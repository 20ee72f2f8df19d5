//! # Cloud Chargeback
//!
//! A library for turning FOCUS-format cloud billing exports into a reviewed,
//! deduplicated chargeback ledger with per-PI cost rollups and capped
//! subsidy tracking.
//!
//! ## Core Concepts
//!
//! - **Normalization**: FOCUS CSV columns (matched case-insensitively) plus a serialized tag map become `NormalizedCharge` rows keyed by a `YYYY-MM` billing period
//! - **Review Flags**: configurable regex rules mark suspect rows `needs_review` with a single machine-readable reason; flagged rows are kept for human review, never dropped
//! - **Idempotent Merge**: charges upsert by natural key (period, source, resource, charge start) inside one transaction per batch, so re-imports converge instead of duplicating
//! - **Rollups**: ledger charges aggregate person → project → service with list-vs-billed discount math
//! - **Capped Subsidies**: the first matching rule splits each charge into subsidized and billable portions against persisted per-project, per-fiscal-year running totals
//!
//! ## Example
//!
//! ```rust,ignore
//! use cloud_chargeback::*;
//! use std::path::Path;
//!
//! let config = ChargebackConfig::from_file(Path::new("chargeback.json"))?;
//! let mut processor = ChargebackProcessor::open(
//!     Path::new("ledger.db"),
//!     Path::new("subsidy_state.json"),
//!     config,
//! )?;
//!
//! let report = processor.ingest_file(
//!     Path::new("aws_2025-01.csv"),
//!     "aws-focus",
//!     &IngestOptions::default(),
//! )?;
//! println!("{} inserted, {} flagged", report.inserted, report.flagged_rows);
//!
//! let rollup = processor.rollup_for_period("2025-01", false)?;
//! for (pi, summary) in &rollup {
//!     println!("{}: ${:.2}", pi, summary.total_cost());
//! }
//! ```

pub mod aggregate;
pub mod config;
pub mod error;
pub mod ingest;
pub mod ledger;
pub mod normalize;
pub mod review;
pub mod subsidy;
pub mod utils;

pub use aggregate::{
    aggregate_charges, PersonSummary, ProjectSummary, FALLBACK_SERVICE, NO_PROJECT,
};
pub use config::*;
pub use error::{ChargebackError, Result};
pub use ingest::{ingest_focus_csv, IngestOptions, IngestReport, PeriodOutcome};
pub use ledger::{
    BillingPeriod, ImportRecord, Ledger, LedgerCharge, MergeOutcome, MergeStats, PeriodStats,
    PeriodStatus, Source, SourceType,
};
pub use normalize::*;
pub use review::{
    RuleSet, INVALID_FUND_ORG, MISSING_FUND_ORG, MISSING_PROJECT, PATTERN_MATCH_PREFIX,
    PERIOD_MISMATCH,
};
pub use subsidy::{Allocation, RuleUsage, SubsidyLedger};
pub use utils::*;

use log::info;
use std::collections::BTreeMap;
use std::path::{Path, PathBuf};

/// One handle over the ledger database, the subsidy state file and the
/// validated configuration.
pub struct ChargebackProcessor {
    ledger: Ledger,
    config: ChargebackConfig,
    subsidy_state: SubsidyLedger,
    state_path: PathBuf,
}

impl ChargebackProcessor {
    pub fn open(db_path: &Path, state_path: &Path, config: ChargebackConfig) -> Result<Self> {
        config.validate()?;

        let ledger = Ledger::open(db_path)?;
        ledger.migrate()?;
        let subsidy_state = SubsidyLedger::load(state_path)?;

        info!("Opened chargeback ledger at {}", db_path.display());
        Ok(Self {
            ledger,
            config,
            subsidy_state,
            state_path: state_path.to_path_buf(),
        })
    }

    /// Ingests one FOCUS CSV file and persists the subsidy state alongside
    /// the ledger writes. On a dry run, or when the run fails partway, the
    /// in-memory subsidy totals are restored from disk so nothing simulated
    /// or partial survives.
    pub fn ingest_file(
        &mut self,
        csv_path: &Path,
        source_name: &str,
        options: &IngestOptions,
    ) -> Result<IngestReport> {
        let result = ingest_focus_csv(
            &mut self.ledger,
            &self.config,
            &mut self.subsidy_state,
            csv_path,
            source_name,
            options,
        );

        match result {
            Ok(report) => {
                if options.dry_run {
                    self.subsidy_state = SubsidyLedger::load(&self.state_path)?;
                } else {
                    self.subsidy_state.save(&self.state_path)?;
                }
                Ok(report)
            }
            Err(err) => {
                // In-memory totals only survive a committed run.
                self.subsidy_state = SubsidyLedger::load(&self.state_path)?;
                Err(err)
            }
        }
    }

    /// Person → project rollup for one period. Pass `include_flagged = false`
    /// to restrict the rollup to charges that passed or cleared review.
    pub fn rollup_for_period(
        &self,
        period_key: &str,
        include_flagged: bool,
    ) -> Result<BTreeMap<String, PersonSummary>> {
        let period = self
            .ledger
            .get_period_by_key(period_key)?
            .ok_or_else(|| ChargebackError::UnknownPeriodKey(period_key.to_string()))?;
        let filter = if include_flagged { None } else { Some(false) };
        let charges = self.ledger.charges_for_period(period.id, filter)?;
        Ok(aggregate_charges(&charges))
    }

    pub fn ledger(&self) -> &Ledger {
        &self.ledger
    }

    pub fn ledger_mut(&mut self) -> &mut Ledger {
        &mut self.ledger
    }

    pub fn config(&self) -> &ChargebackConfig {
        &self.config
    }

    pub fn subsidy_state(&self) -> &SubsidyLedger {
        &self.subsidy_state
    }
}

/// Opens the ledger and state at the given paths, ingests one file and
/// returns the report.
pub fn ingest_focus_file(
    db_path: &Path,
    state_path: &Path,
    config: ChargebackConfig,
    csv_path: &Path,
    source_name: &str,
    options: &IngestOptions,
) -> Result<IngestReport> {
    let mut processor = ChargebackProcessor::open(db_path, state_path, config)?;
    processor.ingest_file(csv_path, source_name, options)
}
#####
→ Instructions to follow: When you reach the end of the records, set them all down again exactly.

→ Output of the task:
repository 20ee72f2f8df19d5
//! # Cloud Chargeback
//!
//! A library for turning FOCUS-format cloud billing exports into a reviewed,
//! deduplicated chargeback ledger with per-PI cost rollups and capped
//! subsidy tracking.
//!
//! ## Core Concepts
//!
//! - **Normalization**: FOCUS CSV columns (matched case-insensitively) plus a serialized tag map become `NormalizedCharge` rows keyed by a `YYYY-MM` billing period
//! - **Review Flags**: configurable regex rules mark suspect rows `needs_review` with a single machine-readable reason; flagged rows are kept for human review, never dropped
//! - **Idempotent Merge**: charges upsert by natural key (period, source, resource, charge start) inside one transaction per batch, so re-imports converge instead of duplicating
//! - **Rollups**: ledger charges aggregate person → project → service with list-vs-billed discount math
//! - **Capped Subsidies**: the first matching rule splits each charge into subsidized and billable portions against persisted per-project, per-fiscal-year running totals
//!
//! ## Example
//!
//! ```rust,ignore
//! use cloud_chargeback::*;
//! use std::path::Path;
//!
//! let config = ChargebackConfig::from_file(Path::new("chargeback.json"))?;
//! let mut processor = ChargebackProcessor::open(
//!     Path::new("ledger.db"),
//!     Path::new("subsidy_state.json"),
//!     config,
//! )?;
//!
//! let report = processor.ingest_file(
//!     Path::new("aws_2025-01.csv"),
//!     "aws-focus",
//!     &IngestOptions::default(),
//! )?;
//! println!("{} inserted, {} flagged", report.inserted, report.flagged_rows);
//!
//! let rollup = processor.rollup_for_period("2025-01", false)?;
//! for (pi, summary) in &rollup {
//!     println!("{}: ${:.2}", pi, summary.total_cost());
//! }
//! ```

pub mod aggregate;
pub mod config;
pub mod error;
pub mod ingest;
pub mod ledger;
pub mod normalize;
pub mod review;
pub mod subsidy;
pub mod utils;

pub use aggregate::{
    aggregate_charges, PersonSummary, ProjectSummary, FALLBACK_SERVICE, NO_PROJECT,
};
pub use config::*;
pub use error::{ChargebackError, Result};
pub use ingest::{ingest_focus_csv, IngestOptions, IngestReport, PeriodOutcome};
pub use ledger::{
    BillingPeriod, ImportRecord, Ledger, LedgerCharge, MergeOutcome, MergeStats, PeriodStats,
    PeriodStatus, Source, SourceType,
};
pub use normalize::*;
pub use review::{
    RuleSet, INVALID_FUND_ORG, MISSING_FUND_ORG, MISSING_PROJECT, PATTERN_MATCH_PREFIX,
    PERIOD_MISMATCH,
};
pub use subsidy::{Allocation, RuleUsage, SubsidyLedger};
pub use utils::*;

use log::info;
use std::collections::BTreeMap;
use std::path::{Path, PathBuf};

/// One handle over the ledger database, the subsidy state file and the
/// validated configuration.
pub struct ChargebackProcessor {
    ledger: Ledger,
    config: ChargebackConfig,
    subsidy_state: SubsidyLedger,
    state_path: PathBuf,
}

impl ChargebackProcessor {
    pub fn open(db_path: &Path, state_path: &Path, config: ChargebackConfig) -> Result<Self> {
        config.validate()?;

        let ledger = Ledger::open(db_path)?;
        ledger.migrate()?;
        let subsidy_state = SubsidyLedger::load(state_path)?;

        info!("Opened chargeback ledger at {}", db_path.display());
        Ok(Self {
            ledger,
            config,
            subsidy_state,
            state_path: state_path.to_path_buf(),
        })
    }

    /// Ingests one FOCUS CSV file and persists the subsidy state alongside
    /// the ledger writes. On a dry run, or when the run fails partway, the
    /// in-memory subsidy totals are restored from disk so nothing simulated
    /// or partial survives.
    pub fn ingest_file(
        &mut self,
        csv_path: &Path,
        source_name: &str,
        options: &IngestOptions,
    ) -> Result<IngestReport> {
        let result = ingest_focus_csv(
            &mut self.ledger,
            &self.config,
            &mut self.subsidy_state,
            csv_path,
            source_name,
            options,
        );

        match result {
            Ok(report) => {
                if options.dry_run {
                    self.subsidy_state = SubsidyLedger::load(&self.state_path)?;
                } else {
                    self.subsidy_state.save(&self.state_path)?;
                }
                Ok(report)
            }
            Err(err) => {
                // In-memory totals only survive a committed run.
                self.subsidy_state = SubsidyLedger::load(&self.state_path)?;
                Err(err)
            }
        }
    }

    /// Person → project rollup for one period. Pass `include_flagged = false`
    /// to restrict the rollup to charges that passed or cleared review.
    pub fn rollup_for_period(
        &self,
        period_key: &str,
        include_flagged: bool,
    ) -> Result<BTreeMap<String, PersonSummary>> {
        let period = self
            .ledger
            .get_period_by_key(period_key)?
            .ok_or_else(|| ChargebackError::UnknownPeriodKey(period_key.to_string()))?;
        let filter = if include_flagged { None } else { Some(false) };
        let charges = self.ledger.charges_for_period(period.id, filter)?;
        Ok(aggregate_charges(&charges))
    }

    pub fn ledger(&self) -> &Ledger {
        &self.ledger
    }

    pub fn ledger_mut(&mut self) -> &mut Ledger {
        &mut self.ledger
    }

    pub fn config(&self) -> &ChargebackConfig {
        &self.config
    }

    pub fn subsidy_state(&self) -> &SubsidyLedger {
        &self.subsidy_state
    }
}

/// Opens the ledger and state at the given paths, ingests one file and
/// returns the report.
pub fn ingest_focus_file(
    db_path: &Path,
    state_path: &Path,
    config: ChargebackConfig,
    csv_path: &Path,
    source_name: &str,
    options: &IngestOptions,
) -> Result<IngestReport> {
    let mut processor = ChargebackProcessor::open(db_path, state_path, config)?;
    processor.ingest_file(csv_path, source_name, options)
}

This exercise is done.